Rapid identification of soil organic matter level via visible and near-infrared spectroscopy: Effects of two-dimensional correlation coefficient and extreme learning machine

Sci Total Environ. 2018 Dec 10:644:1232-1243. doi: 10.1016/j.scitotenv.2018.06.319. Epub 2018 Jul 13.

Abstract

Accurate estimation of soil organic matter (SOM) is essential in understanding the spatial distribution of SOM to identify areas that need fertilization and the required grade of those fertilizers. Visible and near-infrared spectroscopy is a promising alternative to time consuming and costly conventional soil assessment methods.

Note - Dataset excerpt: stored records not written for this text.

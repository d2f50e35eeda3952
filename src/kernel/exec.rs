use crate::{
    elf::{self, ElfHdr, ProgHdr},
    error::{Error::*, Result},
    fs::{IData, Path},
    log::LOG,
    param::{MAXARG, STACK_PAGE_NUM},
    proc::myproc,
    symlink,
    vm::{pgroundup, UVAddr, Uvm, PGSIZE},
};
use alloc::string::{String, ToString};
use alloc::vec::Vec;
use core::mem::size_of;
use zerocopy::AsBytes;

// Load a program segment into the image at virtual address va.
// va must be page-aligned
// and the pages from va to va+sz must already be allocated.
impl Uvm {
    pub fn loadseg(&mut self, va: UVAddr, ip: &IData, offset: usize, sz: usize) -> Result<()> {
        if va.into_usize() % PGSIZE != 0 {
            panic!("loadseg(): va must be aligned.");
        }

        let mut page = [0u8; PGSIZE];
        let mut i: usize = 0;

        while i < sz {
            let n = core::cmp::min(sz - i, PGSIZE);
            if ip.read(&mut page[..n], (offset + i) as u32) != n {
                return Err(ExecFileFormatError);
            }
            self.copyout(va + i, &page[..n])?;
            i += PGSIZE;
        }
        Ok(())
    }
}

// Build a new image from the executable at path, sizing the image to sz.
fn load(path: &Path, elf: &mut ElfHdr, sz: &mut usize) -> Result<Uvm> {
    let _op = LOG.begin();
    let ip = symlink::follow(path)?;
    let guard = ip.lock();

    // Load & Check ELF header
    if guard.read(elf.as_bytes_mut(), 0) != size_of::<ElfHdr>() || !elf.is_valid() {
        return Err(ExecFileFormatError);
    }

    let mut uvm = Uvm::new(0);

    // Load program into memory.
    let mut phdr = ProgHdr::default();
    let mut off = elf.e_phoff as usize;
    for _ in 0..elf.e_phnum {
        if guard.read(phdr.as_bytes_mut(), off as u32) != size_of::<ProgHdr>() {
            return Err(ExecFileFormatError);
        }
        off += size_of::<ProgHdr>();
        if phdr.p_type != elf::PT_LOAD {
            continue;
        }
        let vaddr = phdr.p_vaddr as usize;
        let msize = phdr.p_msize as usize;
        if phdr.p_msize < phdr.p_fsize {
            return Err(ExecFileFormatError);
        }
        let end = vaddr.checked_add(msize).ok_or(ExecFileFormatError)?;
        if vaddr % PGSIZE != 0 {
            return Err(ExecFileFormatError);
        }
        *sz = uvm.alloc(*sz, end)?;
        uvm.loadseg(
            UVAddr::from(vaddr),
            &guard,
            phdr.p_offset as usize,
            phdr.p_fsize as usize,
        )?;
    }
    Ok(uvm)
}

// Replace the current image with the program at path, passing it argv.
// Returns argc, which ends up in a0.
// argv is consumed on every path out.
pub fn exec(path: &Path, argv: Vec<String>) -> Result<usize> {
    if argv.len() > MAXARG {
        return Err(ArgumentListTooLong);
    }
    let mut elf = ElfHdr::default();
    let mut sz = 0;
    let mut uvm = load(path, &mut elf, &mut sz)?;

    // Allocate some pages at the next page boundary.
    // Make the first inaccessible as a stack guard.
    // Use the next STACK_PAGE_NUM pages as the user stack.
    let pgnum = 1 + STACK_PAGE_NUM;
    sz = pgroundup(sz);
    sz = uvm.alloc(sz, sz + pgnum * PGSIZE)?;
    let mut sp = UVAddr::from(sz);
    let stackbase = sp - PGSIZE * STACK_PAGE_NUM;

    // Push argument strings, prepare rest of stack in ustack.
    // Each entry is a (pointer, length) pair.
    let mut ustack = [0usize; MAXARG * 2];
    let mut argc = 0;
    for arg in argv.iter() {
        if sp.into_usize() < arg.len() {
            return Err(NoBufferSpace);
        }
        sp -= arg.len();
        sp -= sp.into_usize() % 16; // sp must be 16-byte aligned
        if sp < stackbase {
            return Err(NoBufferSpace);
        }
        uvm.copyout(sp, arg.as_bytes())?;
        ustack[argc * 2] = sp.into_usize();
        ustack[argc * 2 + 1] = arg.len();
        argc += 1;
    }

    // Push the pair array.
    sp -= size_of::<[usize; MAXARG * 2]>();
    sp -= sp.into_usize() % 16;
    if sp < stackbase {
        return Err(NoBufferSpace);
    }
    uvm.copyout(sp, &ustack[..])?;

    // Push a slice header over it: (pointer, argc).
    let slice: [usize; 2] = [sp.into_usize(), argc];
    sp -= size_of::<[usize; 2]>();
    sp -= sp.into_usize() % 16;
    if sp < stackbase {
        return Err(NoBufferSpace);
    }
    uvm.copyout(sp, &slice[..])?;

    // Commit to the user image.
    let data = myproc().data_mut();
    let tf = &mut data.trapframe;
    tf.a1 = if argc > 0 { sp.into_usize() } else { 0 };
    tf.epc = elf.e_entry as usize; // initial program counter = main
    tf.sp = sp.into_usize(); // initial stack pointer

    // Save program name for debugging.
    if let Some(name) = path.file_name() {
        data.name = name.to_string();
    }
    data.uvm = Some(uvm);
    data.sz = sz;
    data.argv = argv;

    log::debug!("exec: pid {} runs {} argc {}", myproc().pid(), data.name, argc);
    Ok(argc)
}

However, this approach is highly dependent on selecting suitable preprocessing strategies and data mining techniques for regression analysis. In this study, 2D correlation coefficients, including ratio, difference, and normalized difference indices, were introduced to select sensitive spectral parameters. The performance of extreme learning machine (ELM) was evaluated via comparison with that of support vector machine (SVM) for SOM estimation. A total of 257 soil samples were collected from Hubei Province, Central China, with SOM contents and reflectance spectra measured in the laboratory. Five spectral pretreatments, except for the raw spectra, were applied. SVM and ELM models were calibrated on spectral parameters selected by one-dimensional and 2D correlation coefficients and subsequently applied to predict SOM. Results showed that 2D correlation coefficient can effectively highlight the detailed SOM information compared with that of one-dimensional correlation coefficient. The ELM models yielded superior predictability relative to SVM models in all eight established models. The most excellent estimation accuracy was obtained by 2D ratio index and ELM (TRI-ELM) method, with an independent validation R2 and a ratio of performance to interquartile range of 0.83 and 3.49, respectively. The SOM fertility levels of predicted SOM showed that TRI-ELM method presented the largest similarity to laboratory-measured SOM levels, and misclassified samples were all concentrated within one error level. In summary, our study indicates that the TRI-ELM model is a rapid, inexpensive, and relatively accurate method for identifying SOM fertility level.

Keywords: Correlation coefficient; Machine learning model; Remote sensing; Soil organic matter fertility level.